Zur Blattlinie des »kunstfehler«

Ich habe in den 80er-Jahren in Salzburg gelebt und studiert und mich nach Wien verabschiedet. Als Verbindung zu Salzburg gibt es bis heute einige gute Freunde, die SN, die man mit wechselndem Vergnügen, aber doch immer wieder liest – und den »kunstfehler«.

Was eure Redaktion da zusammen bringt, verdient endlich einmal Lob. Habe eine sentimentale Träne im Knopfloch zerdrückt, als ich die Geschichte vom Niedergang der (einst so gern besuchten) Lieferinger Trabrennbahn las. Und schmunzle immer wieder bei der Aufdeckung der „grausamen Orte”.

Ganz wesentlich ist allerdings eure kritische Auseinandersetzung mit kulturellen und politischen Fragen.

Mag die Aufregung um die Piss-Skulptur auch skurril erscheinen: Man muss hinterfragen, warum solche Aufregung entsteht. Und dass es gerade in Salzburg jemanden braucht, der den rechten Rand des Politspektrums mit wachsamen Augen beobachtet, zeigt sich nicht nur in Fragen der Aufarbeitung brauner Vergangenheit, sondern leider auch bei zeitgenössischen und fortschrittlichen Veranstaltungen wie dem ASF. Ich hoffe, der kritische und aufmerksame Geist des »kunstfehler« bleibt erhalten und ist für mich weiter eine lebendige connection in meine studienstadt.

dr. manfred schlitzer,

wien 16

Zu „Interimistische Leiterin des Museums Moderner Kunst

in Kärnten“ im »kunstfehler« Aug/Sept 2003

Darin wird von einer „Kontoüberziehung“ von 65.918 Euro auf Grund schlecht ausgehandelter Verträge berichtet. Das „Konto“ des Rupertinum wurde 2002 nicht überzogen, das geht aus dem Rechnungsabschluss 2002 hervor. Zudem ist es unüblich und zumeist gar nicht möglich, Transportverträge „auszuhandeln“, da es nur eine geringe Anzahl von Kunstspeditionen gibt. Diese lassen kaum nennenswerte Spielräume für Preisverhandlungen zu. Mir ist keine Ausstellung aus 2002 bekannt, die aus dem genannten Grund Mehrkosten verursacht hätte.

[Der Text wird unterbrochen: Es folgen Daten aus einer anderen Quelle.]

use hermes_core::domain::DocumentRecord;
use hermes_core::ports::PortError;

use client_lib::session::{ConsumptionPolicy, RegistryError, Route};

use crate::fakes::{signed_in, FakeBackend};

#[tokio::test]
async fn refresh_keeps_last_record_per_display_name() {
    let backend = FakeBackend::with_documents(&[("a", "x"), ("b", "x")]);
    let workbench = signed_in(&backend, ConsumptionPolicy::default()).await;

    assert_eq!(workbench.documents().await, vec![DocumentRecord::new("b", "x")]);
}

#[tokio::test]
async fn first_load_selects_first_document_and_loads_its_history() {
    let backend = FakeBackend::with_documents(&[("a", "report.pdf"), ("b", "notes.pdf")]);
    backend.seed_history("a", &[("What is it?", "A report.")]);
    let workbench = signed_in(&backend, ConsumptionPolicy::default()).await;

    assert_eq!(workbench.chat.selection().await.as_deref(), Some("a"));
    assert_eq!(workbench.chat.history().await.len(), 1);
    assert_eq!(backend.count("chat_history:a"), 1);
}

#[tokio::test]
async fn failed_refresh_empties_list_and_clears_selection() {
    let backend = FakeBackend::with_documents(&[("a", "x")]);
    let workbench = signed_in(&backend, ConsumptionPolicy::default()).await;
    assert_eq!(workbench.chat.selection().await.as_deref(), Some("a"));

    *backend.fail_list.lock() = Some(PortError::Unexpected("connection reset".into()));
    let result = workbench.registry.refresh().await;

    assert!(matches!(result, Err(RegistryError::Backend(_))));
    assert!(workbench.documents().await.is_empty());
    assert_eq!(workbench.chat.selection().await, None);
    assert!(workbench.credentials.is_authenticated());
}

#[tokio::test]
async fn refresh_that_drops_selected_document_clears_selection() {
    let backend = FakeBackend::with_documents(&[("a", "x"), ("b", "y")]);
    let workbench = signed_in(&backend, ConsumptionPolicy::default()).await;

    backend.documents.lock().retain(|d| d.id != "a");
    workbench.registry.refresh().await.unwrap();

    assert_eq!(workbench.chat.selection().await, None);
    assert_eq!(workbench.documents().await, vec![DocumentRecord::new("b", "y")]);
}

#[tokio::test]
async fn remove_deletes_remotely_then_locally() {
    let backend = FakeBackend::with_documents(&[("a", "x"), ("b", "y")]);
    let workbench = signed_in(&backend, ConsumptionPolicy::default()).await;

    workbench.registry.remove("a").await.unwrap();

    assert_eq!(backend.count("delete_document"), 1);
    assert_eq!(workbench.documents().await, vec![DocumentRecord::new("b", "y")]);
    assert_eq!(workbench.chat.selection().await, None);
    assert!(workbench.notices.current().is_none());
}

#[tokio::test]
async fn failed_remove_keeps_list_and_posts_notice() {
    let backend = FakeBackend::with_documents(&[("a", "x"), ("b", "y")]);
    let workbench = signed_in(&backend, ConsumptionPolicy::default()).await;

    *backend.fail_delete.lock() = Some(PortError::Rejected("PDF not found".into()));
    let result = workbench.registry.remove("a").await;

    assert!(result.is_err());
    assert_eq!(workbench.documents().await.len(), 2);
    assert_eq!(workbench.chat.selection().await.as_deref(), Some("a"));
    assert_eq!(
        workbench.notices.current().map(|n| n.message),
        Some("Failed to delete PDF".to_string())
    );
}

#[tokio::test]
async fn unauthorized_listing_signs_out() {
    let backend = FakeBackend::with_documents(&[("a", "x")]);
    backend.seed_history("a", &[("What is it?", "A report.")]);
    let workbench = signed_in(&backend, ConsumptionPolicy::default()).await;
    assert_eq!(workbench.chat.history().await.len(), 1);

    *backend.fail_list.lock() = Some(PortError::Unauthorized);
    let _ = workbench.registry.refresh().await;

    assert!(!workbench.credentials.is_authenticated());
    assert_eq!(workbench.credentials.route(), Route::Login);
    assert!(workbench.chat.history().await.is_empty());
}

#[tokio::test]
async fn unauthorized_delete_tears_down_the_session() {
    let backend = FakeBackend::with_documents(&[("a", "x"), ("b", "y")]);
    backend.seed_history("a", &[("What is it?", "A report.")]);
    let workbench = signed_in(&backend, ConsumptionPolicy::default()).await;

    *backend.fail_delete.lock() = Some(PortError::Unauthorized);
    let result = workbench.registry.remove("b").await;

    assert!(result.is_err());
    assert!(!workbench.credentials.is_authenticated());
    assert!(workbench.documents().await.is_empty());
    assert_eq!(workbench.chat.selection().await, None);
    assert!(workbench.chat.history().await.is_empty());
}
pub mod chat;
pub mod credential;
pub mod notice;
pub mod onboarding;
pub mod options;
pub mod registry;
pub mod state;
pub mod upload;
pub mod workbench;

// Re-export the pieces a front end needs to drive a session.
pub use chat::{AskOutcome, ChatController, ChatError, ConsumptionPolicy};
pub use credential::{AuthError, CredentialStore, Route};
pub use notice::{Notice, Notices};
pub use onboarding::{OnboardingSequencer, OnboardingState, TUTORIAL_STEPS};
pub use options::{ChatOptions, OptionsCache, OptionsError};
pub use registry::{DocumentRegistry, RegistryError};
pub use state::{AnswerView, AppState, ChatPhase, SelectionTicket, SessionState, UploadStatus};
pub use upload::{UploadError, UploadPipeline, UploadReceipt};
pub use workbench::Workbench;
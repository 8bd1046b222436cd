//! services/client/src/session/upload.rs
//!
//! The upload pipeline: stages a local file, validates it without touching
//! the network, transmits it with progress reporting and registers the result.

use hermes_core::domain::{CandidateFile, CandidateVerdict, DocumentRecord, RejectReason, UploadCandidate};
use hermes_core::ports::{DocumentService, PortError, ProgressReporter};
use std::path::Path;
use std::sync::Arc;
use tokio::sync::{watch, Mutex};
use tracing::{error, info, warn};

use super::credential::{AuthError, CredentialStore};
use super::notice::Notices;
use super::registry::DocumentRegistry;
use super::state::{SelectionTicket, SessionState, UploadStatus};

pub const REJECTED_FILE_NOTICE: &str = "Only PDFs under 500MB allowed";

#[derive(Debug, Clone, PartialEq, Eq, thiserror::Error)]
pub enum UploadError {
    #[error("File rejected: {0}")]
    Rejected(RejectReason),
    #[error("Cannot read {0}")]
    Unreadable(String),
    #[error("No file is staged")]
    NothingStaged,
    #[error("An upload is already in progress")]
    InFlight,
    #[error(transparent)]
    Auth(#[from] AuthError),
    #[error("{0}")]
    Backend(#[from] PortError),
}

/// What a successful submission produced.
#[derive(Debug, Clone, PartialEq, Eq)]
pub struct UploadReceipt {
    pub record: DocumentRecord,
    /// The selection made for the new document, for the history reload.
    pub ticket: Option<SelectionTicket>,
}

pub struct UploadPipeline {
    service: Arc<dyn DocumentService>,
    credentials: Arc<CredentialStore>,
    registry: Arc<DocumentRegistry>,
    notices: Arc<Notices>,
    session: Arc<Mutex<SessionState>>,
    progress: Arc<watch::Sender<u8>>,
}

/// Converts transferred bytes to a whole percentage in `[0, 100]`.
fn percent(sent: u64, total: u64) -> u8 {
    if total == 0 {
        return 100;
    }
    (sent.min(total).saturating_mul(100) / total) as u8
}

impl UploadPipeline {
    pub fn new(
        service: Arc<dyn DocumentService>,
        credentials: Arc<CredentialStore>,
        registry: Arc<DocumentRegistry>,
        notices: Arc<Notices>,
        session: Arc<Mutex<SessionState>>,
    ) -> Self {
        let (progress, _) = watch::channel(0u8);
        Self {
            service,
            credentials,
            registry,
            notices,
            session,
            progress: Arc::new(progress),
        }
    }

    /// The live transfer percentage.
    pub fn progress(&self) -> u8 {
        *self.progress.borrow()
    }

    pub fn subscribe_progress(&self) -> watch::Receiver<u8> {
        self.progress.subscribe()
    }

    pub async fn candidate(&self) -> Option<UploadCandidate> {
        self.session.lock().await.candidate.clone()
    }

    pub async fn status(&self) -> UploadStatus {
        self.session.lock().await.upload_status.clone()
    }

    /// Validates and stages a file. A rejected file leaves the current candidate in place.
    pub async fn stage(&self, file: CandidateFile) -> Result<UploadCandidate, UploadError> {
        let candidate = UploadCandidate::new(file);
        if let CandidateVerdict::Rejected(reason) = candidate.verdict {
            warn!("Rejected '{}': {}", candidate.file.name, reason);
            self.notices.post(REJECTED_FILE_NOTICE);
            return Err(UploadError::Rejected(reason));
        }

        let mut session = self.session.lock().await;
        if session.upload_status == UploadStatus::Uploading {
            return Err(UploadError::InFlight);
        }
        session.candidate = Some(candidate.clone());
        session.upload_status = UploadStatus::Idle;
        self.progress.send_replace(0);
        info!("Staged '{}' ({} bytes)", candidate.file.name, candidate.file.size_bytes);
        Ok(candidate)
    }

    /// Stages a file from disk, reading only its local metadata.
    pub async fn stage_path(&self, path: &Path) -> Result<UploadCandidate, UploadError> {
        let metadata = tokio::fs::metadata(path)
            .await
            .map_err(|e| UploadError::Unreadable(format!("{}: {}", path.display(), e)))?;
        if !metadata.is_file() {
            return Err(UploadError::Unreadable(format!("{} is not a file", path.display())));
        }
        let name = path
            .file_name()
            .map(|n| n.to_string_lossy().into_owned())
            .unwrap_or_default();
        self.stage(CandidateFile {
            name,
            size_bytes: metadata.len(),
            path: path.to_path_buf(),
        })
        .await
    }

    /// Transmits the staged candidate.
    ///
    /// On success the new document becomes the selection, the candidate is
    /// cleared and the registry refreshed. On failure the candidate stays staged
    /// with progress back at zero so the user can retry. If the session ended
    /// while the file was in transit, the result is reported but nothing of the
    /// new session is touched.
    pub async fn submit(&self) -> Result<UploadReceipt, UploadError> {
        let credential = self.credentials.require()?;

        let (candidate, started_in) = {
            let mut session = self.session.lock().await;
            if session.upload_status == UploadStatus::Uploading {
                return Err(UploadError::InFlight);
            }
            let candidate = session.candidate.clone().ok_or(UploadError::NothingStaged)?;
            session.upload_status = UploadStatus::Uploading;
            if let Some(staged) = session.candidate.as_mut() {
                staged.progress = 0;
            }
            (candidate, session.session_generation())
        };
        self.progress.send_replace(0);

        let sender = self.progress.clone();
        let reporter: ProgressReporter = Arc::new(move |sent, total| {
            let pct = percent(sent, total);
            sender.send_if_modified(|current| {
                if pct > *current {
                    *current = pct;
                    true
                } else {
                    false
                }
            });
        });

        info!("Uploading '{}'", candidate.file.name);
        let result = self
            .service
            .upload_document(&credential, &candidate.file, reporter)
            .await;

        let mut session = self.session.lock().await;
        if session.session_generation() != started_in {
            info!("Upload of '{}' finished after its session ended", candidate.file.name);
            return match result {
                Ok(record) => Ok(UploadReceipt { record, ticket: None }),
                Err(e) => Err(UploadError::Backend(e)),
            };
        }

        match result {
            Ok(record) => {
                if session.candidate.as_ref().map(|c| &c.file) == Some(&candidate.file) {
                    session.candidate = None;
                }
                session.upload_status = UploadStatus::Uploaded;
                let ticket = session.select(Some(record.id.clone()));
                session.settle_chat_phase();
                drop(session);
                self.progress.send_replace(100);
                info!("Uploaded '{}' as {}", record.display_name, record.id);

                if let Err(e) = self.registry.refresh().await {
                    warn!("Registry refresh after upload failed: {}", e);
                }
                Ok(UploadReceipt { record, ticket })
            }
            Err(e) => {
                error!("Upload of '{}' failed: {}", candidate.file.name, e);
                session.upload_status = UploadStatus::Failed(e.user_message("Upload failed"));
                if let Some(staged) = session.candidate.as_mut() {
                    staged.progress = 0;
                }
                if self.credentials.observe(&e) {
                    session.teardown();
                }
                drop(session);
                self.progress.send_replace(0);
                Err(UploadError::Backend(e))
            }
        }
    }
}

Durchaus nicht unüblich ist, dass sich geschätzte Plankosten von den tatsächlichen Kosten unterscheiden können, da beispielsweise kurzfristige inhaltliche Änderungen oder auch Sonderwünsche der Leihgeber nicht vorhersehbar sind. Dafür sind jedoch Kalkulations-Reserven vorgesehen, sodass das „Konto nicht überzogen“ werden muss.

Gottfried Paulus

Wirtschaftsdirektor Museum der Moderne Salzburg. Rupertinum

Zur Blattgestaltung und zur ASF-Berichterstattung im »kunstfehler«

Die Redaktion des »kunstfehler« widmete in der letzten Ausgabe einem Leserbrief eine ganze Seite („Gunst hinter dem Bauzaun – Was darf Gunst in Salzburg?”). Von diesem lässt sich zumindest sagen, dass er wirklich nicht witzig war. Diesmal aber hat Doc Holliday keinen moralisierend-coolen Senf dazugedrückt – dieser Leserbrief war offenbar vital dissident genug.

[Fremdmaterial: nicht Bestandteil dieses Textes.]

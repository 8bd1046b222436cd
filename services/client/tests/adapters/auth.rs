use std::time::Duration;

use hermes_core::ports::{AuthService, OptionsService, PortError};
use serde_json::json;
use url::Url;
use wiremock::matchers::{body_string_contains, method, path};
use wiremock::{Mock, MockServer, ResponseTemplate};

use client_lib::adapters::{BackendClient, HttpAuthAdapter, HttpOptionsAdapter};

fn backend(server: &MockServer) -> BackendClient {
    BackendClient::new(Url::parse(&server.uri()).unwrap(), Duration::from_secs(5)).unwrap()
}

#[tokio::test]
async fn token_exchange_posts_form_fields() {
    let server = MockServer::start().await;
    Mock::given(method("POST"))
        .and(path("/token"))
        .and(body_string_contains("username=ada"))
        .and(body_string_contains("password=secret"))
        .respond_with(
            ResponseTemplate::new(200)
                .set_body_json(json!({"access_token": "tok-1", "token_type": "bearer"})),
        )
        .expect(1)
        .mount(&server)
        .await;

    let credential = HttpAuthAdapter::new(backend(&server))
        .authenticate("ada", "secret")
        .await
        .unwrap();

    assert_eq!(credential.as_str(), "tok-1");
    server.verify().await;
}

#[tokio::test]
async fn refused_login_maps_to_unauthorized() {
    let server = MockServer::start().await;
    Mock::given(method("POST"))
        .and(path("/token"))
        .respond_with(
            ResponseTemplate::new(401)
                .set_body_json(json!({"detail": "Incorrect username or password"})),
        )
        .mount(&server)
        .await;

    let result = HttpAuthAdapter::new(backend(&server))
        .authenticate("ada", "wrong")
        .await;

    assert_eq!(result, Err(PortError::Unauthorized));
}

#[tokio::test]
async fn registration_failure_carries_backend_detail() {
    let server = MockServer::start().await;
    Mock::given(method("POST"))
        .and(path("/register"))
        .respond_with(
            ResponseTemplate::new(400)
                .set_body_json(json!({"detail": "Username already registered"})),
        )
        .mount(&server)
        .await;

    let result = HttpAuthAdapter::new(backend(&server))
        .register("ada", "secret")
        .await;

    assert_eq!(
        result,
        Err(PortError::Rejected("Username already registered".to_string()))
    );
}

#[tokio::test]
async fn option_lists_are_fetched_without_credentials() {
    let server = MockServer::start().await;
    Mock::given(method("GET"))
        .and(path("/options/languages"))
        .respond_with(ResponseTemplate::new(200).set_body_json(json!(["English", "Hindi"])))
        .mount(&server)
        .await;
    Mock::given(method("GET"))
        .and(path("/options/answer-formats"))
        .respond_with(ResponseTemplate::new(200).set_body_json(json!(["points", "paragraph"])))
        .mount(&server)
        .await;

    let options = HttpOptionsAdapter::new(backend(&server));

    assert_eq!(options.list_languages().await.unwrap(), vec!["English", "Hindi"]);
    assert_eq!(
        options.list_answer_formats().await.unwrap(),
        vec!["points", "paragraph"]
    );
    let received = server.received_requests().await.unwrap();
    assert!(received
        .iter()
        .all(|r| !r.headers.contains_key("authorization")));
}
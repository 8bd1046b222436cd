//! services/client/src/config.rs
//!
//! Defines the client's configuration structure and loading logic.
//!
//! All configuration is loaded from environment variables at startup. The `.env`
//! file is used for local development.

use std::path::PathBuf;
use std::time::Duration;
use tracing::Level;
use url::Url;

/// A custom error type for configuration loading failures.
#[derive(Debug, thiserror::Error)]
pub enum ConfigError {
    #[error("Invalid value for the environment variable {0}: {1}")]
    InvalidValue(String, String),
}

/// Holds all configuration loaded from the environment at startup.
#[derive(Clone, Debug)]
pub struct Config {
    pub api_base: Url,
    pub state_path: PathBuf,
    pub request_timeout: Duration,
    pub log_level: Level,
}

impl Config {
    /// Loads configuration from environment variables.
    ///
    /// It will look for a `.env` file in the current directory for development,
    /// but this is skipped in test environments to ensure tests are hermetic.
    pub fn from_env() -> Result<Self, ConfigError> {
        if !cfg!(test) {
            dotenvy::dotenv().ok();
        }
        Self::from_lookup(|name| std::env::var(name).ok())
    }

    /// Builds the configuration from an arbitrary variable source.
    pub fn from_lookup(lookup: impl Fn(&str) -> Option<String>) -> Result<Self, ConfigError> {
        // --- Backend Settings ---
        let api_base_str =
            lookup("HERMES_API_BASE").unwrap_or_else(|| "http://localhost:8000".to_string());
        let api_base = Url::parse(&api_base_str).map_err(|e| {
            ConfigError::InvalidValue("HERMES_API_BASE".to_string(), e.to_string())
        })?;
        if api_base.cannot_be_a_base() {
            return Err(ConfigError::InvalidValue(
                "HERMES_API_BASE".to_string(),
                format!("'{}' cannot be used as a base URL", api_base_str),
            ));
        }

        let timeout_str =
            lookup("HERMES_REQUEST_TIMEOUT_SECS").unwrap_or_else(|| "120".to_string());
        let timeout_secs = timeout_str.parse::<u64>().map_err(|_| {
            ConfigError::InvalidValue(
                "HERMES_REQUEST_TIMEOUT_SECS".to_string(),
                format!("'{}' is not a whole number of seconds", timeout_str),
            )
        })?;

        // --- Local State ---
        let state_path = lookup("HERMES_STATE_PATH")
            .map(PathBuf::from)
            .unwrap_or_else(|| PathBuf::from("./hermes_state.json"));

        let log_level_str = lookup("RUST_LOG").unwrap_or_else(|| "INFO".to_string());
        let log_level = log_level_str.parse::<Level>().map_err(|_| {
            ConfigError::InvalidValue(
                "RUST_LOG".to_string(),
                format!("'{}' is not a valid log level", log_level_str),
            )
        })?;

        Ok(Self {
            api_base,
            state_path,
            request_timeout: Duration::from_secs(timeout_secs),
            log_level,
        })
    }
}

Der Senf zu den kritischen Äußerungen von Werner Riemer hingegen hat zum aktuellen Gesamtgeruch des »kunstfehler« gepasst; die Linie zieht seit einiger Zeit den selbstgefälligen Mief eines Männerstammtisches nach sich: ein bissl über all die anderen jammern, und wenn sie uns verstehen würden, blieben wir trotzdem lieber bei uns (grins!).

Tatsächlich waren in der letzten Ausgabe ausschließlich Beiträge von männlichen Autoren zu lesen (oder spielt gar das biologische Geschlecht bei vital antisexistischen Stammtischen keine Rolle?).

Das elitäre Politikverständnis, welches gelegentlich durchblitzt (die Neuhold’sche Faszination über die total dissidente Koalition des SSF mit dem Wirtschaftsbund), ist da durchaus kein Widerspruch. Der „Kleine Mann“ ist ja in seinem vitalen Widerstand auch von „denen da oben“ fasziniert. Neu war allerdings dann doch die Qualität der Frage von Didi Neidhart an das Austrian Social Forum: „Ja wo seid ihr denn gewesen,

als ... ?”

Das kannte ich bisher eher von der Offiziersgesellschaft.